Background: Hmong in the U.S. are screened for breast and cervical cancer (BCC) at remarkably low rates. Cultural and social factors, including those reflecting their unique history and experience, are thought to affect BCC screening behavior among Hmong women. The health care system may also pose barriers to screening that are particularly relevant for the Hmong given low levels of health literacy. Yet, research on how these factors may influence BCC screening for Hmong women is lacking. Objective: Our objective was to explore the social, cultural, and health care system factors that may influence BCC screening for Hmong women living in Oregon. Methods: We conducted 17 key informant interviews with Hmong community leaders and other community members interested in women's health. We are currently conducting approximately 80 in-depth interviews with Hmong women and men.

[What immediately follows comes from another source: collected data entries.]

//! Renderer-facing wave configuration and uniform packing.

use bytemuck::{Pod, Zeroable};
use rand::Rng;

use super::generator::WaveGenerator;
use crate::error::ConfigError;
use crate::params::{
    validate_max_waves, NoiseConfig, WaveDescriptor, DEFAULT_ACTIVE_WAVES, DEFAULT_WAVES,
    MAX_WAVES_CEILING,
};

/// Uniform buffer for the ocean surface shader (wave array + noise parameters)
#[repr(C)]
#[derive(Copy, Clone, Debug, Pod, Zeroable)]
pub struct WaveUniforms {
    /// Packed waves: [dir_x, dir_z, steepness, wavelength]
    pub waves: [[f32; 4]; MAX_WAVES_CEILING],
    pub wave_count: u32,
    pub noise_octaves: u32,
    pub _padding0: [u32; 2], // Padding for alignment
    /// [strength, scale, speed, lacunarity]
    pub noise_params: [f32; 4],
    pub noise_gain: f32,
    pub _padding1: [f32; 3],
}

/// Receives uniform data whenever the host reports a configuration change
pub trait WaveUniformSink {
    fn push(&mut self, uniforms: &WaveUniforms);
}

/// Wave slots shown by the renderer
///
/// Holds up to `max_waves` configured descriptors, of which the first
/// `active_count` are displayed. Changes are not pushed automatically;
/// call [`WaveController::notify`] after mutating.
#[derive(Debug, Clone, PartialEq)]
pub struct WaveController {
    slots: Vec<WaveDescriptor>,
    active_count: usize,
    max_waves: usize,
}

impl WaveController {
    /// Create a controller loaded with the default presets
    pub fn new(max_waves: usize) -> Result<Self, ConfigError> {
        validate_max_waves(max_waves)?;
        let mut controller = Self {
            slots: Vec::with_capacity(max_waves),
            active_count: 0,
            max_waves,
        };
        controller.reset_to_defaults();
        Ok(controller)
    }

    /// Reload the default presets and show the first three
    pub fn reset_to_defaults(&mut self) {
        self.slots.clear();
        self.slots
            .extend(DEFAULT_WAVES.iter().copied().take(self.max_waves));
        self.active_count = DEFAULT_ACTIVE_WAVES.min(self.slots.len());
    }

    /// Replace every slot with `count` generated waves, all active
    pub fn randomize<G, R>(
        &mut self,
        generator: &G,
        count: usize,
        rng: &mut R,
    ) -> Result<(), ConfigError>
    where
        G: WaveGenerator,
        R: Rng + ?Sized,
    {
        self.check_count(count)?;
        let waves = generator.generate(count, rng);
        waves
            .iter()
            .enumerate()
            .try_for_each(|(index, wave)| wave.validate(index))?;

        self.slots = waves;
        self.active_count = count;
        log::debug!("Randomized {} waves", count);
        Ok(())
    }

    /// Set or append the wave at `index` (at most one past the last slot)
    pub fn set_wave(&mut self, index: usize, wave: WaveDescriptor) -> Result<(), ConfigError> {
        if index >= self.max_waves {
            return Err(ConfigError::TooManyWaves {
                count: index.saturating_add(1),
                max: self.max_waves,
            });
        }
        wave.validate(index)?;
        if index < self.slots.len() {
            self.slots[index] = wave;
            Ok(())
        } else if index == self.slots.len() {
            self.slots.push(wave);
            Ok(())
        } else {
            Err(ConfigError::MissingWaves {
                count: index,
                available: self.slots.len(),
            })
        }
    }

    /// Choose how many configured waves the renderer displays
    pub fn set_active_count(&mut self, count: usize) -> Result<(), ConfigError> {
        self.check_count(count)?;
        if count > self.slots.len() {
            return Err(ConfigError::MissingWaves {
                count,
                available: self.slots.len(),
            });
        }
        self.active_count = count;
        Ok(())
    }

    fn check_count(&self, count: usize) -> Result<(), ConfigError> {
        if count > self.max_waves {
            return Err(ConfigError::TooManyWaves {
                count,
                max: self.max_waves,
            });
        }
        Ok(())
    }

    pub fn active_waves(&self) -> &[WaveDescriptor] {
        &self.slots[..self.active_count]
    }

    /// All configured waves, active or not
    pub fn configured_waves(&self) -> &[WaveDescriptor] {
        &self.slots
    }

    pub fn active_count(&self) -> usize {
        self.active_count
    }

    pub fn max_waves(&self) -> usize {
        self.max_waves
    }

    /// Pack the active waves and noise parameters for upload
    pub fn uniforms(&self, noise: &NoiseConfig) -> WaveUniforms {
        let mut uniforms = WaveUniforms::zeroed();
        for (dst, wave) in uniforms.waves.iter_mut().zip(self.active_waves()) {
            *dst = wave.to_packed();
        }
        uniforms.wave_count = self.active_count as u32;
        uniforms.noise_octaves = noise.octaves;
        uniforms.noise_params = [noise.strength, noise.scale, noise.speed, noise.lacunarity];
        uniforms.noise_gain = noise.gain;
        uniforms
    }

    /// Push the current configuration to a renderer
    pub fn notify(&self, noise: &NoiseConfig, sink: &mut dyn WaveUniformSink) {
        log::debug!("Pushing {} waves to renderer", self.active_count);
        sink.push(&self.uniforms(noise));
    }
}

#[cfg(test)]
mod tests {
    use super::*;
    use crate::ocean::generator::{PresetWaves, RandomWaves};
    use crate::params::DEFAULT_MAX_WAVES;
    use glam::Vec2;
    use rand::SeedableRng;
    use rand_chacha::ChaCha8Rng;

    #[derive(Default)]
    struct RecordingSink {
        pushed: Vec<WaveUniforms>,
    }

    impl WaveUniformSink for RecordingSink {
        fn push(&mut self, uniforms: &WaveUniforms) {
            self.pushed.push(*uniforms);
        }
    }

    #[test]
    fn test_uniform_layout_has_no_implicit_padding() {
        // 32 waves * 16 bytes + three 16-byte rows
        assert_eq!(std::mem::size_of::<WaveUniforms>(), 32 * 16 + 3 * 16);
        assert_eq!(std::mem::size_of::<WaveUniforms>() % 16, 0);
    }

    #[test]
    fn test_new_loads_defaults() {
        let controller = WaveController::new(DEFAULT_MAX_WAVES).unwrap();
        assert_eq!(controller.active_count(), 3);
        assert_eq!(controller.configured_waves(), &DEFAULT_WAVES[..]);
        assert_eq!(controller.active_waves(), &DEFAULT_WAVES[..3]);
    }

    #[test]
    fn test_small_ceiling_truncates_defaults() {
        let controller = WaveController::new(2).unwrap();
        assert_eq!(controller.configured_waves().len(), 2);
        assert_eq!(controller.active_count(), 2);
    }

    #[test]
    fn test_rejects_bad_ceiling() {
        assert!(WaveController::new(0).is_err());
        assert!(WaveController::new(MAX_WAVES_CEILING + 1).is_err());
    }

    #[test]
    fn test_reset_restores_defaults() {
        let mut controller = WaveController::new(MAX_WAVES_CEILING).unwrap();
        let mut rng = ChaCha8Rng::seed_from_u64(3);
        controller
            .randomize(&RandomWaves::default(), 20, &mut rng)
            .unwrap();
        assert_eq!(controller.active_count(), 20);

        controller.reset_to_defaults();
        assert_eq!(controller.active_count(), 3);
        assert_eq!(controller.configured_waves(), &DEFAULT_WAVES[..]);
    }

    #[test]
    fn test_randomize_rejects_too_many() {
        let mut controller = WaveController::new(DEFAULT_MAX_WAVES).unwrap();
        let mut rng = ChaCha8Rng::seed_from_u64(3);
        let before = controller.clone();
        assert_eq!(
            controller.randomize(&PresetWaves, 11, &mut rng),
            Err(ConfigError::TooManyWaves { count: 11, max: 10 })
        );
        assert_eq!(controller, before);
    }

    #[test]
    fn test_active_count_bounds() {
        let mut controller = WaveController::new(DEFAULT_MAX_WAVES).unwrap();
        assert!(controller.set_active_count(0).is_ok());
        assert!(controller.active_waves().is_empty());
        assert!(controller.set_active_count(10).is_ok());
        assert!(matches!(
            controller.set_active_count(11),
            Err(ConfigError::TooManyWaves { .. })
        ));
    }

    #[test]
    fn test_set_wave() {
        let mut controller = WaveController::new(12).unwrap();
        let wave = WaveDescriptor::new(Vec2::Y, 0.4, 30.0);

        controller.set_wave(0, wave).unwrap();
        assert_eq!(controller.active_waves()[0], wave);

        controller.set_wave(10, wave).unwrap();
        assert_eq!(controller.configured_waves().len(), 11);
        assert!(matches!(
            controller.set_wave(12, wave),
            Err(ConfigError::TooManyWaves { .. })
        ));
        assert_eq!(
            controller.set_wave(usize::MAX, wave),
            Err(ConfigError::TooManyWaves {
                count: usize::MAX,
                max: 12
            })
        );

        let bad = WaveDescriptor::new(Vec2::Y, 0.4, 0.0);
        assert!(controller.set_wave(1, bad).is_err());
        assert_eq!(controller.configured_waves()[1], DEFAULT_WAVES[1]);
    }

    #[test]
    fn test_notify_pushes_packed_uniforms() {
        let controller = WaveController::new(DEFAULT_MAX_WAVES).unwrap();
        let noise = NoiseConfig::default();
        let mut sink = RecordingSink::default();

        controller.notify(&noise, &mut sink);

        assert_eq!(sink.pushed.len(), 1);
        let uniforms = &sink.pushed[0];
        assert_eq!(uniforms.wave_count, 3);
        assert_eq!(uniforms.waves[0], [1.0, 0.0, 0.5, 10.0]);
        assert_eq!(uniforms.waves[2], [1.0, 1.0, 0.15, 10.0]);
        // Inactive slots stay zeroed
        assert_eq!(uniforms.waves[3], [0.0; 4]);
        assert_eq!(uniforms.noise_octaves, 4);
        assert_eq!(uniforms.noise_params, [0.1, 10.0, 1.0, 2.0]);
        assert_eq!(uniforms.noise_gain, 0.5);

        let bytes: &[u8] = bytemuck::bytes_of(uniforms);
        assert_eq!(bytes.len(), std::mem::size_of::<WaveUniforms>());
    }
}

A Community Advisory Committee helps to ensure that the project meets the needs and preferences of the Hmong community. Results: Key informant interviews identified lack of knowledge, medical mistrust, discrimination, language, the role of family in medical decisions and as a source of health information, and other factors as potential influences on BCC screening. Results from the in-depth interviews are forthcoming and will also be presented. Discussion: Learning what factors influence BCC screening in a state such as Oregon, which has a relatively small Hmong population (pop. ~3600) and where few culturally appropriate services are available, is important for understanding the barriers to screening that Hmong women face and for developing culturally appropriate programs and services.